** ENTRIES SHOWN follows **

#[cfg(test)]
mod tests {
    use super::fake::{CHANNEL_AREA, FakePeer, connect};
    use super::*;
    use crate::platform::{Platform, PlatformImpl};
    use std::panic::{AssertUnwindSafe, catch_unwind};

    #[test]
    fn semaphore_encoding() {
        assert_eq!(ch_mask(0), 0b11);
        assert_eq!(ma_free(0), 0b10);
        assert_eq!(ma_acked(5), 0b11 << 10);
        assert_eq!(ma_acked(3) ^ ma_free(3), 0b01 << 6);
        assert_eq!(channel_query(7), 0x0007_0004);
        // The sign of life leaves every channel free.
        assert!((0..CHANNEL_COUNT).all(|ch| SIGN_OF_LIFE & ch_mask(ch) == ma_free(ch)));
    }

    #[test]
    fn init_discovers_channels() {
        let peer = FakePeer::alive();
        let bpmp = connect(&peer);
        assert_eq!(bpmp.state(), BpmpState::Pending);

        assert_eq!(bpmp.init(), Ok(()));
        assert_eq!(bpmp.state(), BpmpState::Complete);
        assert_eq!(peer.channel_queries.get(), CHANNEL_COUNT);
        assert_eq!(bpmp.channel_base(1), Ok(CHANNEL_AREA + 128));

        // A second init changes nothing.
        assert_eq!(bpmp.init(), Ok(()));
        assert_eq!(peer.channel_queries.get(), CHANNEL_COUNT);
    }

    #[test]
    fn channel_discovery_is_idempotent() {
        let peer = FakePeer::alive();
        let bpmp = connect(&peer);

        for core in 0..PlatformImpl::CORE_COUNT {
            let first = bpmp.channel_base(core).unwrap();
            let queries = peer.channel_queries.get();
            assert_eq!(bpmp.channel_base(core), Ok(first));
            assert_eq!(bpmp.channel_base(core), Ok(first));
            assert_eq!(peer.channel_queries.get(), queries);
        }
        assert_eq!(peer.channel_queries.get(), PlatformImpl::CORE_COUNT);
        assert_eq!(bpmp.channel_base(CHANNEL_COUNT), Err(Error::InvalidArgument));
    }

    #[test]
    fn init_without_sign_of_life() {
        let peer = FakePeer::dead();
        let bpmp = connect(&peer);

        assert_eq!(bpmp.init(), Err(Error::TimedOut));
        assert_eq!(bpmp.state(), BpmpState::NotPresent);
        assert_eq!(bpmp.delay.elapsed_ms(), BPMP_TIMEOUT);
        assert_eq!(peer.channel_queries.get(), 0);

        // The BPMP showing up later doesn't matter any more.
        peer.status.set(SIGN_OF_LIFE);
        assert_eq!(bpmp.init(), Err(Error::TimedOut));
        let mut response = [0; 4];
        assert_eq!(
            bpmp.send_receive_on(0, 1, &[], &mut response),
            Err(Error::NotReady)
        );
    }

    #[test]
    fn send_before_init() {
        let peer = FakePeer::alive();
        let bpmp = connect(&peer);
        let mut response = [0; 4];

        assert_eq!(
            bpmp.send_receive_on(0, 1, &[1, 2], &mut response),
            Err(Error::NotReady)
        );
        assert!(peer.records.borrow().is_empty());
        // The semaphore was neither polled nor signalled.
        assert_eq!(peer.status.get(), SIGN_OF_LIFE);
        assert_eq!(peer.interrupts_raised.get(), 0);
        assert_eq!(bpmp.delay.elapsed_ms(), 0);
    }

    #[test]
    fn send_times_out_if_channel_never_free() {
        let peer = FakePeer::alive();
        let bpmp = connect(&peer);
        bpmp.init().unwrap();
        peer.status.set(0);

        let mut response = [0x5a; 16];
        assert_eq!(
            bpmp.send_receive_on(2, 22, &[1, 2, 3], &mut response),
            Err(Error::TimedOut)
        );
        assert_eq!(response, [0x5a; 16]);
        assert_eq!(bpmp.delay.elapsed_ms(), BPMP_TIMEOUT);
        assert!(peer.records.borrow().is_empty());
        assert_eq!(peer.interrupts_raised.get(), 0);
    }

    #[test]
    fn send_receive_round_trip() {
        let peer = FakePeer::alive();
        let bpmp = connect(&peer);
        bpmp.init().unwrap();
        peer.staged_code.set(7);
        *peer.staged_payload.borrow_mut() = vec![0xde, 0xad, 0xbe, 0xef, 0x01];

        let mut response = [0; 5];
        assert_eq!(
            bpmp.send_receive_on(3, 20, &[9, 8, 7, 6], &mut response),
            Ok(7)
        );
        assert_eq!(response, [0xde, 0xad, 0xbe, 0xef, 0x01]);
        assert_eq!(peer.channel_field(3), ma_free(3));
        assert_eq!(peer.interrupts_raised.get(), 1);

        let requests = peer.requests_seen.borrow();
        assert_eq!(requests.len(), 1);
        assert_eq!(requests[0].code, 20);
        assert_eq!(requests[0].flags, MailboxFlags::DO_ACK.bits());
        assert_eq!(requests[0].data[..4], [9, 8, 7, 6]);

        // Other channels are untouched.
        assert!(
            (0..CHANNEL_COUNT)
                .filter(|ch| *ch != 3)
                .all(|ch| peer.channel_field(ch) == ma_free(ch))
        );
    }

    #[test]
    fn send_receive_uses_calling_core() {
        let peer = FakePeer::alive();
        let bpmp = connect(&peer);
        bpmp.init().unwrap();
        peer.staged_code.set(-3);

        let mut response = [0u8; 0];
        assert_eq!(bpmp.send_receive(1, &[], &mut response), Ok(-3));
        assert_eq!(peer.requests_seen.borrow().len(), 1);
    }

    #[test]
    fn response_timeout_leaves_channel_acked_state_unresolved() {
        let peer = FakePeer::alive();
        let bpmp = connect(&peer);
        bpmp.init().unwrap();
        peer.responsive.set(false);

        let mut response = [0x11; 8];
        assert_eq!(
            bpmp.send_receive_on(0, 20, &[1], &mut response),
            Err(Error::TimedOut)
        );
        assert_eq!(response, [0x11; 8]);
        assert_eq!(peer.channel_field(0), 0);

        // So the next request can't get hold of the channel.
        peer.responsive.set(true);
        assert_eq!(
            bpmp.send_receive_on(0, 20, &[1], &mut response),
            Err(Error::TimedOut)
        );
    }

    #[test]
    fn oversized_payload_rejected() {
        let peer = FakePeer::alive();
        let bpmp = connect(&peer);
        bpmp.init().unwrap();

        let mut response = [0; 4];
        assert_eq!(
            bpmp.send_receive_on(0, 20, &[0; MSG_DATA_SIZE + 1], &mut response),
            Err(Error::InvalidArgument)
        );
        let mut response = [0; MSG_DATA_SIZE + 1];
        assert_eq!(
            bpmp.send_receive_on(0, 20, &[], &mut response),
            Err(Error::InvalidArgument)
        );
        assert!(peer.records.borrow().is_empty());
    }

    #[test]
    fn suspend_and_resume() {
        let peer = FakePeer::alive();
        let bpmp = connect(&peer);
        bpmp.init().unwrap();

        bpmp.suspend();
        assert_eq!(bpmp.state(), BpmpState::SuspendEntry);
        let mut response = [0; 4];
        assert_eq!(
            bpmp.send_receive_on(0, 20, &[], &mut response),
            Err(Error::NotReady)
        );

        assert_eq!(bpmp.resume(), Ok(()));
        assert_eq!(bpmp.state(), BpmpState::Complete);
        assert_eq!(bpmp.send_receive_on(0, 20, &[], &mut response), Ok(0));
    }

    #[test]
    fn resume_without_sign_of_life() {
        let peer = FakePeer::alive();
        let bpmp = connect(&peer);
        bpmp.init().unwrap();
        bpmp.suspend();
        peer.status.set(0);

        assert_eq!(bpmp.resume(), Err(Error::TimedOut));
        assert_eq!(bpmp.state(), BpmpState::SuspendEntry);
        assert_eq!(bpmp.delay.elapsed_ms(), BPMP_TIMEOUT);
    }

    #[test]
    fn suspend_and_resume_ignored_when_not_present() {
        let peer = FakePeer::dead();
        let bpmp = connect(&peer);
        let _ = bpmp.init();

        bpmp.suspend();
        assert_eq!(bpmp.resume(), Ok(()));
        assert_eq!(bpmp.state(), BpmpState::NotPresent);
    }

    #[test]
    fn illegal_transition_panics() {
        let peer = FakePeer::alive();
        let bpmp = connect(&peer);

        let result = catch_unwind(AssertUnwindSafe(|| bpmp.transition(BpmpState::SuspendEntry)));
        assert!(result.is_err());
        assert_eq!(bpmp.state(), BpmpState::Pending);
    }

    #[test]
    fn allowed_transitions() {
        use BpmpState::*;
        let all = [Pending, Complete, SuspendEntry, NotPresent];
        let allowed: Vec<_> = all
            .iter()
            .flat_map(|from| all.iter().map(move |to| (*from, *to)))
            .filter(|(from, to)| from.can_become(*to))
            .collect();
        assert_eq!(
            allowed,
            [
                (Pending, Complete),
                (Pending, NotPresent),
                (Complete, SuspendEntry),
                (SuspendEntry, Complete),
            ]
        );
    }
}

** End of ENTRIES SHOWN **

Return the opening line of the data and every line after it through the line containing "assert_eq!(ma_acked(5), 0b11 << 10);", please, exactly as written and with nothing added.

#[cfg(test)]
mod tests {
    use super::fake::{CHANNEL_AREA, FakePeer, connect};
    use super::*;
    use crate::platform::{Platform, PlatformImpl};
    use std::panic::{AssertUnwindSafe, catch_unwind};

    #[test]
    fn semaphore_encoding() {
        assert_eq!(ch_mask(0), 0b11);
        assert_eq!(ma_free(0), 0b10);
        assert_eq!(ma_acked(5), 0b11 << 10);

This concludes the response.